The Deaf user wears the motion capture gloves, which connect wirelessly to the app on their phone. The app sends the signing data to the backend, which runs the machine translation algorithms. Then it sends the English translation back to the phone, which plays it out loud using a text to speech tool.
Going the other way, the mobile app uses the phone’s microphone to capture the hearing user’s speech and relays it to the backend. It is transcribed by a speech to text tool and put through another machine translation tool. This tool takes English text as input and returns a sequence of glosses. An ASL gloss is an English word used as a representation of a particular sign . Gloss is a convenient way to encode the identity of a particular sign. In the case of our mobile app, the sequence of glosses returned by the back end is used to stitch together an animated avatar that signs the interpretation of what the hearing user said.

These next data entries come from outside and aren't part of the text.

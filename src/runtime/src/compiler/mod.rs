//! Contract with the external kernel compiler and bytecode validator.
//!
//! The real compiler is a dynamically loaded library translating OpenCL C
//! and SPIR-V into native GPU bytecode plus binding metadata; see
//! [`loaded`] for the C-ABI binding. The runtime only depends on these
//! traits, which is also the seam the test suite's interpreter-targeting
//! compiler plugs into.

#[cfg(feature = "loaded-compiler")]
pub mod loaded;

use std::collections::HashMap;
use std::fmt;
use std::sync::Arc;

use parking_lot::Mutex;

/// Accumulates a per-device build log.
#[derive(Default)]
pub struct BuildLog {
    text: Mutex<String>,
}

impl BuildLog {
    pub fn new() -> Self {
        BuildLog::default()
    }

    pub fn log(&self, message: &str) {
        let mut text = self.text.lock();
        text.push_str(message);
        if !message.ends_with('\n') {
            text.push('\n');
        }
    }

    pub fn take(&self) -> String {
        std::mem::take(&mut self.text.lock())
    }
}

impl fmt::Debug for BuildLog {
    fn fmt(&self, f: &mut fmt::Formatter) -> fmt::Result {
        f.debug_struct("BuildLog").finish()
    }
}

/// Address space of a kernel argument.
#[derive(Clone, Copy, Debug, PartialEq, Eq)]
pub enum AddressSpace {
    Private,
    Constant,
    Local,
    Global,
}

/// Source-level description of one kernel argument.
#[derive(Clone, Debug)]
pub struct ArgInfo {
    pub name: String,
    pub type_name: String,
    pub address_space: AddressSpace,
    pub readable: bool,
    pub writable: bool,
    pub is_const: bool,
}

/// Source-level description of one kernel in a program.
#[derive(Clone, Debug)]
pub struct KernelInfo {
    pub name: String,
    pub args: Vec<ArgInfo>,
}

/// Size of a declared specialization constant.
#[derive(Clone, Copy, Debug, PartialEq, Eq)]
pub struct SpecConstantInfo {
    pub value_size: u32,
}

/// Values for specialization constants, at most eight bytes each.
pub type SpecConstantValues = HashMap<u32, [u8; 8]>;

/// A parsed intermediate program (SPIR-V-shaped): the serialized bytes plus
/// the kernel and spec-constant metadata extracted from them.
pub trait ProgramIl: Send + Sync {
    fn bytes(&self) -> &[u8];
    fn kernels(&self) -> &[KernelInfo];
    fn spec_constant(&self, id: u32) -> Option<SpecConstantInfo>;
}

/// Compiler feature switches implied by device capabilities.
#[derive(Clone, Copy, Debug, Default, PartialEq, Eq)]
pub struct CompileFeatures {
    pub fp16: bool,
    pub fp64: bool,
    pub int64: bool,
    pub images: bool,
    pub images_read_write: bool,
    pub images_write_3d: bool,
}

/// Inputs to a source compile.
pub struct CompileArgs<'a> {
    pub source: &'a str,
    /// `(name, contents)` of embedded headers.
    pub headers: Vec<(String, String)>,
    pub features: CompileFeatures,
    /// Preprocessor and warning arguments, already parsed from the API
    /// options string.
    pub cmdline: Vec<String>,
}

/// How an argument is delivered to a compiled kernel.
#[derive(Clone, Debug, PartialEq, Eq)]
pub enum ArgBinding {
    /// By-value bytes copied into the inputs constant buffer.
    None,
    /// Global/constant memory bound through the UAV table.
    Memory { buffer_id: u32 },
    /// Image bound through up to three view ids.
    Image { buffer_ids: [u32; 3], used: u32 },
    /// Sampler bound through the sampler table.
    Sampler { sampler_id: u32 },
    /// Group-local pointer; the CB cell receives the specialized
    /// groupshared byte offset.
    Local { sharedmem_offset: u32 },
}

/// Compiled metadata of one kernel argument.
#[derive(Clone, Debug)]
pub struct CompiledArg {
    /// Offset and size of the argument's cell in the inputs CB.
    pub offset: u32,
    pub size: u32,
    pub binding: ArgBinding,
}

/// Printf format table entry.
#[derive(Clone, Debug)]
pub struct PrintfInfo {
    pub format: String,
    pub arg_sizes: Vec<u32>,
}

/// Everything the launch pipeline needs to know about a compiled kernel.
#[derive(Clone, Debug)]
pub struct CompiledKernelInfo {
    pub args: Vec<CompiledArg>,
    pub kernel_inputs_cbv_id: u32,
    pub kernel_inputs_buf_size: u32,
    pub work_properties_cbv_id: u32,
    pub printf_uav_id: Option<u32>,
    pub num_uavs: u32,
    pub num_srvs: u32,
    pub num_samplers: u32,
    pub local_mem_size: u32,
    /// Required work-group size declared on the kernel, if any.
    pub local_size_required: Option<[u16; 3]>,
    pub local_size_hint: Option<[u16; 3]>,
    pub printfs: Vec<PrintfInfo>,
}

/// A kernel lowered to native bytecode.
#[derive(Clone, Debug)]
pub struct CompiledKernel {
    pub bytecode: Vec<u8>,
    pub info: CompiledKernelInfo,
}

/// Per-argument specialization inputs.
#[derive(Clone, Copy, Debug, PartialEq, Eq)]
pub enum ArgConfig {
    None,
    Local { size: u32 },
    Sampler {
        normalized_coords: bool,
        linear_filtering: bool,
        addressing_mode: u32,
    },
}

/// The concrete launch shape a kernel is specialized for.
#[derive(Clone, Debug)]
pub struct KernelConfig {
    pub local_size: [u16; 3],
    pub args: Vec<ArgConfig>,
    pub lower_int64: bool,
    pub lower_int16: bool,
    pub support_global_work_offsets: bool,
    pub support_work_group_offsets: bool,
    pub shader_model: u32,
}

/// Work-properties record written once per sub-dispatch.
#[derive(Clone, Copy, Debug, Default, PartialEq, Eq)]
pub struct WorkProperties {
    pub global_offset: [u32; 3],
    pub work_dim: u32,
    pub group_count_total: [u32; 3],
    pub group_id_offset: [u32; 3],
}

/// The external compiler library.
pub trait Compiler: Send + Sync {
    /// Compile OpenCL C into intermediate form.
    fn compile(&self, args: &CompileArgs, log: &BuildLog) -> Result<Arc<dyn ProgramIl>, String>;

    /// Link intermediate objects, optionally into a reusable library.
    fn link(
        &self,
        objects: &[Arc<dyn ProgramIl>],
        create_library: bool,
        log: &BuildLog,
    ) -> Result<Arc<dyn ProgramIl>, String>;

    /// Reload intermediate bytes persisted earlier.
    fn load(&self, bytes: &[u8]) -> Result<Arc<dyn ProgramIl>, String>;

    /// Replace specialization-constant defaults with the given values.
    fn specialize(
        &self,
        il: &dyn ProgramIl,
        values: &SpecConstantValues,
        log: &BuildLog,
    ) -> Result<Arc<dyn ProgramIl>, String>;

    /// Lower one kernel to native bytecode. A missing config produces the
    /// generic variant used for metadata and caching.
    fn get_kernel(
        &self,
        name: &str,
        il: &dyn ProgramIl,
        config: Option<&KernelConfig>,
        log: Option<&BuildLog>,
    ) -> Result<CompiledKernel, String>;

    /// Bytes one work-properties record occupies in the constant buffer.
    fn work_properties_chunk_size(&self) -> usize;

    /// Serialize a record into `out`, which is one chunk long.
    fn copy_work_properties(&self, out: &mut [u8], props: &WorkProperties);

    /// Version stamp for the on-disk shader cache.
    fn version_for_cache(&self) -> u64;
}

/// The external bytecode validator/signer.
pub trait Validator: Send + Sync {
    /// Validate and sign bytecode in place before it may be dispatched.
    fn validate_inplace(&self, bytes: &mut [u8]) -> Result<(), String>;
}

Google’s new Neural Machine Translation system improved on the accuracy of their production machine translation tool by 60%, but still only achieved 95% of the accuracy of human translators . For formal occasions that demand high accuracy such as interpreting a speech, a professional interpreter would still likely be the better option. However, for informal situations that are more forgiving of the occasional faults of machine translation, business meetings, shopping, and casual social situations, our project is ideal.
With current technology, a Deaf employee at a small company where no one else knows ASL would have difficulty engaging in staff meetings and other face to face conversation. We’ve spoken to business owners in our community who said they would be reluctant to hire Deaf individuals for this reason. With our finished product, a Deaf employee can use their phone to interpret what their colleagues say and to speak out the interpretation of what they sign back. Now all the employees can communicate with each other through the medium that each is most comfortable with. This has the potential to lower the barrier that employers may see in hiring Deaf individuals.
II. Technology Overview
The motion capture gloves have three types of sensors. Custom made flexible bend sensors measure finger flex. Conductive pads placed on the fingertips register finger contacts. Paired 3-axis accelerometers and 3-axis gyroscopes mounted at the base of the wrists track motion.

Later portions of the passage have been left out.